Sekejap Mundus menyapu pandang pada wajah anaknya. Ketika ia mendapati Yowero belum juga tertidur, maka laki-laki itu kembali meneruskan ceritanya. “Anak-anak yang lahir melalui jiwi jof merupakan penjelmaan dari orang yang meninggal. Mereka adalah pribadi baru yang bernama yuyus. Yuyus berarti nama. Nama, bagi seorang Asmat adalah roh dari pribadinya. Dengan memberi nama pada seorang yang meninggal dalam ukiran, maka roh dari pribadi tersebut masuk ke dalam ukiran itu, dan ukiran itu merupakan pribadi itu sendiri.”
Yowero mulai terkantuk-kantuk, namun Mundus belum menghentikan ceirtanya. “Itu sebabnya orang Asmat menjadi ahli dalam mengukir dan mengabadikan ukiran itu dalam setiap peralatan hidup, tombak, piring, dayung…” Suara Mundus kian lemah. Rasa mengantuk menyebabkan sepasang mata laki-laki itu seperti digayuti lempeng besi, sehingga ia tak bisa bertahan lagi. Di sudut ruangan, Mika beserta keempat orang anaknya telah meringkuk dalam tidur puas. Nyamuk-nyamuk mendengung, ganas suaranya, tapi tak seorang pun peduli.

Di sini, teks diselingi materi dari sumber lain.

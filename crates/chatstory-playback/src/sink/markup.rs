/// Escape the five HTML-significant characters
pub fn escape_html(text: &str) -> String {
	let mut escaped = String::with_capacity(text.len());
	for c in text.chars() {
		match c {
			'&' => escaped.push_str("&amp;"),
			'<' => escaped.push_str("&lt;"),
			'>' => escaped.push_str("&gt;"),
			'"' => escaped.push_str("&quot;"),
			'\'' => escaped.push_str("&#039;"),
			_ => escaped.push(c),
		}
	}
	escaped
}

/// Message body markup: blank-line separated text becomes trimmed `<p>` blocks,
/// anything else keeps its line breaks as `<br>`
pub fn format_message_text(text: &str) -> String {
	let paragraphs: Vec<&str> = text.split("\n\n").collect();
	if paragraphs.len() > 1 {
		return paragraphs.iter().map(|p| format!("<p>{}</p>", escape_html(p.trim()))).collect();
	}
	escape_html(text).replace('\n', "<br>")
}

/// Uppercased first character of a name, used when there is no avatar image
pub fn avatar_initial(name: &str) -> String {
	name.chars().next().map(|c| c.to_uppercase().collect()).unwrap_or_default()
}
use chatstory_events::{ChatPayload, CharacterId, EventId, EventKind, Message, PresenceEvent, Reaction, Seconds, TypingEvent};
use serde::{Deserialize, Serialize};
use std::collections::HashSet;
use tracing::{debug, warn};

use crate::registry::TimerKind;

/// What happens when a scheduled entry fires
#[derive(Debug, Clone, PartialEq, Serialize, Deserialize)]
#[serde(tag = "action", rename_all = "snake_case")]
pub enum PlaybackAction {
	ShowMessage(Message),
	ShowReaction(Reaction),
	TypingStart(TypingEvent),
	TypingEnd { character_id: CharacterId },
	ShowPresence(PresenceEvent),
}

impl PlaybackAction {
	pub const fn kind(&self) -> TimerKind {
		match self {
			Self::ShowMessage(_) => TimerKind::Message,
			Self::ShowReaction(_) => TimerKind::Reaction,
			Self::TypingStart(_) => TimerKind::TypingStart,
			Self::TypingEnd { .. } => TimerKind::TypingEnd,
			Self::ShowPresence(_) => TimerKind::Presence,
		}
	}
}

#[derive(Debug, Clone, PartialEq, Serialize, Deserialize)]
pub struct PlannedAction {
	/// Authored playback time
	pub at: Seconds,
	/// Timer delay from the origin at the plan's speed
	pub at_ms: f64,
	pub kind: TimerKind,
	pub action: PlaybackAction,
}

#[derive(Debug, Clone, PartialEq, Eq, Serialize, Deserialize)]
#[serde(tag = "reason", rename_all = "snake_case")]
pub enum SkipReason {
	DanglingTarget { target: EventId },
}

#[derive(Debug, Clone, PartialEq, Eq, Serialize, Deserialize)]
pub struct SkippedEvent {
	pub id: EventId,
	pub kind: EventKind,
	#[serde(flatten)]
	pub reason: SkipReason,
}

/// Everything one playback will do, compiled from a payload before any timer is armed.
///
/// Actions are grouped by kind (messages, reactions, typing, presence) and keep payload order
/// inside each kind, so arming them in sequence gives FIFO ties per kind.
#[derive(Debug, Clone, Default, PartialEq, Serialize, Deserialize)]
pub struct PlaybackPlan {
	actions: Vec<PlannedAction>,
	skipped: Vec<SkippedEvent>,
}

impl PlaybackPlan {
	pub fn compile(payload: &ChatPayload, speed: f64) -> Self {
		let mut plan = Self::default();
		let push = |actions: &mut Vec<PlannedAction>, at: Seconds, action: PlaybackAction| {
			actions.push(PlannedAction {
				at,
				at_ms: at.to_millis(speed),
				kind: action.kind(),
				action,
			});
		};

		for message in &payload.messages {
			push(&mut plan.actions, message.start_time, PlaybackAction::ShowMessage(message.clone()));
		}

		let known: HashSet<&EventId> = payload.messages.iter().map(|m| &m.id).collect();
		for reaction in &payload.reactions {
			if !known.contains(&reaction.target_message_id) {
				warn!("Skipping reaction {}: target message {} not in payload", reaction.id, reaction.target_message_id);
				plan.skipped.push(SkippedEvent {
					id: reaction.id.clone(),
					kind: EventKind::Reaction,
					reason: SkipReason::DanglingTarget {
						target: reaction.target_message_id.clone(),
					},
				});
				continue;
			}
			push(&mut plan.actions, reaction.start_time, PlaybackAction::ShowReaction(reaction.clone()));
		}

		for typing in &payload.typing_events {
			push(&mut plan.actions, typing.start_time, PlaybackAction::TypingStart(typing.clone()));
			push(
				&mut plan.actions,
				typing.end_time(),
				PlaybackAction::TypingEnd {
					character_id: typing.character_id.clone(),
				},
			);
		}

		for presence in &payload.presence_events {
			push(&mut plan.actions, presence.start_time, PlaybackAction::ShowPresence(presence.clone()));
		}

		debug!("Compiled playback plan: {} actions, {} skipped", plan.actions.len(), plan.skipped.len());
		plan
	}

	pub fn actions(&self) -> &[PlannedAction] {
		&self.actions
	}

	pub fn into_actions(self) -> Vec<PlannedAction> {
		self.actions
	}

	pub fn skipped(&self) -> &[SkippedEvent] {
		&self.skipped
	}

	pub fn len(&self) -> usize {
		self.actions.len()
	}

	pub fn is_empty(&self) -> bool {
		self.actions.is_empty()
	}

	/// Authored time of the last action
	pub fn total_duration(&self) -> Seconds {
		self.actions.iter().map(|a| a.at).fold(Seconds::ZERO, |max, at| if at > max { at } else { max })
	}
}

#[cfg(test)]
mod tests {
	use super::*;
	use chatstory_events::{ChatInfo, PresenceAction};
	use pretty_assertions::assert_eq;

	fn payload() -> ChatPayload {
		ChatPayload::new(ChatInfo::new("Plan"))
			.with_messages(vec![Message::new(1, Seconds::new(0.0), "hi"), Message::new(2, Seconds::new(4.0), "there")])
			.with_reactions(vec![
				Reaction::new(10, 1, Seconds::new(1.0), "👍"),
				Reaction::new(11, 99, Seconds::new(2.0), "🎉"),
			])
			.with_typing(vec![TypingEvent::new(20, 7, Seconds::new(5.0), 3.0)])
			.with_presence(vec![PresenceEvent::new(30, 7, PresenceAction::Join, Seconds::new(0.5))])
	}

	#[test]
	fn typing_produces_start_and_end() {
		let plan = PlaybackPlan::compile(&payload(), 1.0);
		let typing: Vec<(TimerKind, f64)> = plan
			.actions()
			.iter()
			.filter(|a| matches!(a.kind, TimerKind::TypingStart | TimerKind::TypingEnd))
			.map(|a| (a.kind, a.at_ms))
			.collect();

		assert_eq!(typing, vec![(TimerKind::TypingStart, 5000.0), (TimerKind::TypingEnd, 8000.0)]);
	}

	#[test]
	fn dangling_reactions_are_skipped() {
		let plan = PlaybackPlan::compile(&payload(), 1.0);

		assert_eq!(plan.actions().iter().filter(|a| a.kind == TimerKind::Reaction).count(), 1);
		assert_eq!(
			plan.skipped(),
			&[SkippedEvent {
				id: EventId::from(11),
				kind: EventKind::Reaction,
				reason: SkipReason::DanglingTarget { target: EventId::from(99) },
			}]
		);
	}

	#[test]
	fn kinds_are_grouped_in_payload_order() {
		let plan = PlaybackPlan::compile(&payload(), 1.0);
		let kinds: Vec<TimerKind> = plan.actions().iter().map(|a| a.kind).collect();

		assert_eq!(
			kinds,
			vec![
				TimerKind::Message,
				TimerKind::Message,
				TimerKind::Reaction,
				TimerKind::TypingStart,
				TimerKind::TypingEnd,
				TimerKind::Presence,
			]
		);
		assert_eq!(plan.total_duration().get(), 8.0);
	}

	#[test]
	fn speed_divides_delays() {
		let plan = PlaybackPlan::compile(&payload(), 2.0);
		assert_eq!(plan.actions()[1].at_ms, 2000.0);
		assert_eq!(plan.actions()[1].at.get(), 4.0);
	}

	#[test]
	fn empty_payload_compiles_to_nothing() {
		let plan = PlaybackPlan::compile(&ChatPayload::new(ChatInfo::new("Empty")), 1.0);
		assert!(plan.is_empty());
		assert_eq!(plan.total_duration(), Seconds::ZERO);
	}
}
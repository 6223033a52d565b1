use chatstory_events::ChatPayload;
use std::sync::Arc;
use tokio::sync::{mpsc, oneshot, watch, Mutex};
use tokio::task::JoinHandle;
use tokio_util::sync::CancellationToken;
use tracing::{info, warn};

use crate::commands::PlayerCommand;
use crate::config::PlaybackConfig;
use crate::engine::PlaybackEngine;
use crate::error::{PlaybackError, Result, NO_CHAT_ID};
use crate::sink::RenderSink;
use crate::source::PayloadSource;
use crate::state::{PlaybackMode, PlaybackState};

type Responder = oneshot::Sender<Result<PlaybackMode>>;

/// The playback actor façade. Must be created inside a tokio runtime.
///
/// Each player owns its own engine task, timers, typing set and sink. Dropping the player
/// cancels the engine; nothing it scheduled fires afterwards.
pub struct ChatPlayer<S> {
	command_tx: mpsc::UnboundedSender<PlayerCommand>,
	state_rx: watch::Receiver<PlaybackState>,
	task_handle: Arc<Mutex<Option<JoinHandle<S>>>>,
	cancel_token: CancellationToken,
}

impl<S: RenderSink + 'static> ChatPlayer<S> {
	pub fn new(sink: S, config: PlaybackConfig) -> Self {
		let cancel_token = CancellationToken::new();
		let (command_tx, command_rx) = mpsc::unbounded_channel();

		let engine = PlaybackEngine::new(sink, config);
		let state_rx = engine.subscribe();

		let task_handle = tokio::spawn(engine.run(command_rx, cancel_token.clone()));

		info!("ChatPlayer created");

		Self {
			command_tx,
			state_rx,
			task_handle: Arc::new(Mutex::new(Some(task_handle))),
			cancel_token,
		}
	}

	/// Send a command and await the engine's reply
	async fn send_fsm<F>(&self, build: F) -> Result<PlaybackMode>
	where
		F: FnOnce(Responder) -> PlayerCommand,
	{
		let (tx, rx) = oneshot::channel();

		self.command_tx.send(build(tx)).map_err(|_| PlaybackError::Internal("Failed to send command".into()))?;

		rx.await.map_err(|_| PlaybackError::Internal("Engine dropped".into()))?
	}

	// FSM façade methods
	pub async fn start(&self, payload: ChatPayload) -> Result<PlaybackMode> {
		let payload = Box::new(payload);
		self.send_fsm(|response| PlayerCommand::Start { payload, response }).await
	}
	pub async fn pause(&self) -> Result<PlaybackMode> {
		self.send_fsm(|response| PlayerCommand::Pause { response }).await
	}
	pub async fn resume(&self) -> Result<PlaybackMode> {
		self.send_fsm(|response| PlayerCommand::Resume { response }).await
	}
	pub async fn stop(&self) -> Result<PlaybackMode> {
		self.send_fsm(|response| PlayerCommand::Stop { response }).await
	}

	/// Replace the conversation with a visible error
	pub async fn fail(&self, message: impl Into<String>) -> Result<PlaybackMode> {
		let message = message.into();
		self.send_fsm(|response| PlayerCommand::Fail { message, response }).await
	}

	/// Fetch `chat_id` from `source` and play it. Every failure is also shown on the sink.
	pub async fn load_and_start<P>(&self, source: &P, chat_id: &str) -> Result<PlaybackMode>
	where
		P: PayloadSource + ?Sized,
	{
		let chat_id = chat_id.trim();
		if chat_id.is_empty() {
			self.fail(NO_CHAT_ID).await?;
			return Err(PlaybackError::EmptyChatId);
		}

		match source.fetch(chat_id).await {
			Ok(payload) => self.start(payload).await,
			Err(e) => {
				warn!("Failed to load chat {}: {}", chat_id, e);
				self.fail(e.user_message()).await?;
				Err(e.into())
			}
		}
	}

	// Access state
	pub fn subscribe(&self) -> watch::Receiver<PlaybackState> {
		self.state_rx.clone()
	}
	pub fn current_state(&self) -> PlaybackState {
		self.state_rx.borrow().clone()
	}

	/// Wait until playback reaches a terminal mode (finished, stopped or failed)
	pub async fn wait_until_done(&self) -> PlaybackState {
		let mut rx = self.subscribe();
		loop {
			{
				let state = rx.borrow_and_update();
				if state.mode.is_terminal() {
					return state.clone();
				}
			}
			if rx.changed().await.is_err() {
				return rx.borrow().clone();
			}
		}
	}

	/// Stop the engine and hand back the sink. `None` if already shut down.
	pub async fn shutdown(&self) -> Option<S> {
		self.cancel_token.cancel();
		let handle = self.task_handle.lock().await.take()?;
		match handle.await {
			Ok(sink) => Some(sink),
			Err(e) => {
				warn!("Playback engine task failed: {}", e);
				None
			}
		}
	}
}

impl<S> Drop for ChatPlayer<S> {
	fn drop(&mut self) {
		self.cancel_token.cancel();
	}
}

Tidur pulas menjadi kelambu  yang menghalau suara-suara itu dari mekanisme gendang telinga.
Mundus pun segera merebahkan diri, ia mengorek-ngorek api tungku untuk mendapatkan udara panas. Sekejap kemudian laki-laki itu menghela napas dengan embusan yang berat. Tak lama kemudian ia pun mendengkur dengan irama teratur. Seisi rumah itu pun pulas sudah.
Keesokan harinya Yowero terjaga dengan suara bentakan, sumpah serapah, bunyi tamparan, dan isak tangis dari mulut Mika. Yemnen, Yalean, Tuka, dan Wenen ikut terjaga karenanya. Hiruk-pikuk itu bukan untuk yang pertama kali terjadi, tapi sudah berulang kali, bahkan sudah menjadi bagian dari kehidupan di rumah ini.
“Kalau perempuan itu tinggal di sini, aku akan pergi,” demikian suara Mika di sela-sela isak tangisnya.
“Kau mau pergi ke mana?” Mundus membentak dengan suaranya yang berat.
“Ke mana saja,” suara Mika terbata-bata.
“Kau pu orangtua su mati,” Mundus kembali membentak.
“Aku bisa tinggal di hutan dengan anak-anak.”
“Tak seorang pun bisa membawa anak-anak pergi tanpa melangkahi sa pu mayat. Mengerti kamu orang?!” suara menggelegar itu kemudian disusul dengan hentakan kaki dan daun pintu terbanting. Bayangan Mundus berkelebat menjauh dari rumah panggung, meninggalkan seisi rumah yang terpaku dalam gamang.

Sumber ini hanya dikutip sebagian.